Work task. Lines in the data below that contain the word "directory" are to be copied.
# # #
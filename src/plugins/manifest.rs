//! Manifest Loading
//!
//! Reads `plugin.json` / `plugin.yaml` files and checks them before they
//! reach the catalog. Required fields are checked on the raw document so the
//! error names the missing field instead of a serde position.

use std::path::{Path, PathBuf};

use serde_json::Value;

use crate::constants::plugins::MANIFEST_FILES;
use crate::types::{PluginManifest, Result, VerigenError};

pub const REQUIRED_FIELDS: &[&str] = &["name", "version", "description", "inputs", "outputs", "command"];

/// First manifest file present in a plugin directory
pub fn find_manifest(dir: &Path) -> Option<PathBuf> {
    MANIFEST_FILES
        .iter()
        .map(|name| dir.join(name))
        .find(|path| path.is_file())
}

/// Load and validate a manifest file. The manifest's directory is recorded
/// so relative commands resolve against it; `verified` is always reset
/// since only a self-test may set it.
pub fn load_manifest(path: &Path) -> Result<PluginManifest> {
    let display = path.display().to_string();
    let text = std::fs::read_to_string(path)
        .map_err(|e| VerigenError::plugin_validation(&display, format!("cannot read manifest: {}", e)))?;

    let is_yaml = matches!(
        path.extension().and_then(|e| e.to_str()),
        Some("yaml" | "yml")
    );
    let mut manifest = parse_manifest(&text, is_yaml, &display)?;

    manifest.directory = path.parent().map(Path::to_path_buf);
    manifest.verified = false;
    Ok(manifest)
}

pub fn parse_manifest(text: &str, is_yaml: bool, origin: &str) -> Result<PluginManifest> {
    let invalid = |message: String| VerigenError::plugin_validation(origin, message);

    let value: Value = if is_yaml {
        serde_yaml::from_str(text).map_err(|e| invalid(format!("invalid YAML: {}", e)))?
    } else {
        serde_json::from_str(text).map_err(|e| invalid(format!("invalid JSON: {}", e)))?
    };

    let Some(object) = value.as_object() else {
        return Err(invalid("manifest must be an object".to_string()));
    };
    if let Some(missing) = REQUIRED_FIELDS
        .iter()
        .find(|field| object.get(**field).is_none_or(Value::is_null))
    {
        return Err(invalid(format!("missing required field '{}'", missing)));
    }

    let manifest: PluginManifest =
        serde_json::from_value(value).map_err(|e| invalid(e.to_string()))?;
    validate_name(&manifest.name).map_err(invalid)?;
    if manifest.command.is_empty() {
        return Err(invalid("field 'command' is empty".to_string()));
    }
    Ok(manifest)
}

/// Names double as directory names and CLI arguments
pub fn validate_name(name: &str) -> std::result::Result<(), String> {
    if name.is_empty() {
        return Err("field 'name' is empty".to_string());
    }
    if name.starts_with('.')
        || !name
            .chars()
            .all(|c| c.is_ascii_alphanumeric() || matches!(c, '-' | '_' | '.'))
    {
        return Err(format!(
            "invalid plugin name '{}': use letters, digits, '-', '_' or '.'",
            name
        ));
    }
    Ok(())
}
# # #
Task result.
/// First manifest file present in a plugin directory
/// Load and validate a manifest file. The manifest's directory is recorded
    manifest.directory = path.parent().map(Path::to_path_buf);
/// Names double as directory names and CLI arguments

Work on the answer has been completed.